Right there in the middle of the walkway, my purse on my shoulder that started slowly sliding down my arm from the jolt of my abrupt stop, the grocery bags full of ingredients for my Christmas baking, swinging in my hands.
I simply couldn’t move.
He not only took my breath away, he took my ability to see anything besides him.
And my mouth started watering.
/> I had maybe three seconds before his shades locked on me, cementing me in place, but in those three seconds, I had a very vivid image of my tongue running through his short beard, tracing the angles of his jaw and going down the strong column of his neck.
“You need to rethink this,” he growled into his phone, stopping in front of me, ending his call, then putting his phone in the pocket of his vest. Never once looking away.
And all the while the muscle in his cheek danced.
“Sophie,” he continued in the same growl, making my already winded breath windier. And I didn’t want him to talk to me in that growl or harsh tone.
So, I just blurted, “How’s Zara?”
“Better, she’s mostly now sleeping, the fever’s gone, and the vomiting stopped two days ago. Mrs. McConnell’s with her now.”
I wanted to ask where his wife was, but I knew better.
I heard rumors, but I learned not to listen to them. Sometimes they were true, sometimes they were nothing but lies. But always, if you believed in them without reserve they brought hurt.
And it wasn’t my business.
Even though every cell in my body demanded to know, and hoped they were true and false at the same time, it wasn’t my place to ask.
I had no right.
But I couldn’t help myself. “Well, it’s good that Mrs. McConnell’s helping. Gives time for your wife to take a break.”
“My wife?” he asked like it was a word in a foreign language that he had no idea what it meant.
“Yes, your wife. And you, of course.” I raised my arm his way in a lame attempt to, I don’t even know what. It was only when his head tilted down to it that I remembered I still had grocery bags in them.
“I don’t have a wife, Sophie,” he said slowly, his aviators going back up.
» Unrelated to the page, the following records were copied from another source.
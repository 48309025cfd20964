//! Periodic refresh of decayed ranking scores.
//!
//! A document's `score` decays with age even when nobody votes, so a scheduled
//! job recomputes it from the stored base score. Documents past the inactivity
//! age get one final score and are skipped afterwards.

use std::sync::Arc;

use chrono::Duration;
use domains::{Clock, CollectionName, DocumentRepo, Result};
use tracing::{debug, info, instrument};

use crate::scoring::decayed_score;

#[derive(Debug, Default, Clone, Copy, PartialEq, Eq)]
pub struct RefreshSummary {
    pub updated: usize,
    pub deactivated: usize,
}

pub struct ScoreRefresher {
    documents: Arc<dyn DocumentRepo>,
    clock: Arc<dyn Clock>,
    inactive_after: Duration,
}

impl ScoreRefresher {
    pub fn new(documents: Arc<dyn DocumentRepo>, clock: Arc<dyn Clock>, inactive_after: Duration) -> Self {
        Self {
            documents,
            clock,
            inactive_after,
        }
    }

    #[instrument(skip(self))]
    pub async fn refresh(&self, collection: CollectionName) -> Result<RefreshSummary> {
        let now = self.clock.now();
        let mut summary = RefreshSummary::default();

        for document in self.documents.list_active_dated_documents(collection).await? {
            let Some(posted_at) = document.posted_at() else {
                continue;
            };
            let inactive = now - posted_at > self.inactive_after;
            let score = decayed_score(&document, document.scores.base_score, now);
            if !inactive && score == document.scores.score {
                continue;
            }

            self.documents
                .update_decayed_score(collection, document.id, score, inactive)
                .await?;
            if inactive {
                debug!(document_id = %document.id, score, "document went inactive");
                summary.deactivated += 1;
            } else {
                summary.updated += 1;
            }
        }

        info!(updated = summary.updated, deactivated = summary.deactivated, "refreshed decayed scores");
        Ok(summary)
    }
}

#[cfg(test)]
mod tests {
    use super::*;
    use chrono::{DateTime, Utc};
    use domains::{
        DocumentKind, DocumentScores, FixedClock, MockDocumentRepo, PostDetails, ScoreMilestones,
        VoteableDocument,
    };
    use uuid::Uuid;

    fn post(posted_at: DateTime<Utc>, base_score: i64, score: f64) -> VoteableDocument {
        VoteableDocument {
            id: Uuid::now_v7(),
            user_id: Uuid::now_v7(),
            coauthor_user_ids: vec![],
            scores: DocumentScores {
                base_score,
                vote_count: 1,
                score,
                ..Default::default()
            },
            kind: DocumentKind::Post(PostDetails {
                posted_at,
                frontpage_date: None,
                curated_date: None,
                comment_count: 0,
                max_base_score: base_score,
                milestones: ScoreMilestones::default(),
                inactive: false,
            }),
        }
    }

    #[tokio::test]
    async fn test_refresh_updates_and_deactivates() {
        let now = Utc::now();
        let fresh = post(now - Duration::hours(10), 5, 5.0);
        let unchanged = post(now, 1, 0.574349);
        let stale = post(now - Duration::days(45), 20, 3.0);
        let (fresh_id, stale_id) = (fresh.id, stale.id);
        let listed = vec![fresh, unchanged, stale];

        let mut repo = MockDocumentRepo::new();
        repo.expect_list_active_dated_documents()
            .withf(|c| *c == CollectionName::Posts)
            .returning(move |_| Ok(listed.clone()));
        repo.expect_update_decayed_score()
            .withf(move |_, id, score, inactive| *id == fresh_id && !*inactive && *score < 5.0)
            .times(1)
            .returning(|_, _, _, _| Ok(()));
        repo.expect_update_decayed_score()
            .withf(move |_, id, _, inactive| *id == stale_id && *inactive)
            .times(1)
            .returning(|_, _, _, _| Ok(()));

        let refresher = ScoreRefresher::new(Arc::new(repo), Arc::new(FixedClock::new(now)), Duration::days(30));
        let summary = refresher.refresh(CollectionName::Posts).await.unwrap();
        assert_eq!(summary, RefreshSummary { updated: 1, deactivated: 1 });
    }

    #[tokio::test]
    async fn test_refresh_propagates_storage_errors() {
        let mut repo = MockDocumentRepo::new();
        repo.expect_list_active_dated_documents()
            .returning(|_| Err(anyhow::anyhow!("connection reset")));

        let refresher = ScoreRefresher::new(Arc::new(repo), Arc::new(FixedClock::new(Utc::now())), Duration::days(30));
        let err = refresher.refresh(CollectionName::Comments).await.unwrap_err();
        assert!(matches!(err, domains::VoteError::Storage(_)));
    }
}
“Oh,” I muttered, not knowing what to say, but I felt a warm sensation spreading through my body.
“Divorced her four years ago, she decided that having a family wasn’t for her.” I had to close my eyes when his words came out because I could see him standing in front of me, and I could see Zara in my mind. And I couldn’t fathom how any sane woman could have all that and leave it behind. Willingly.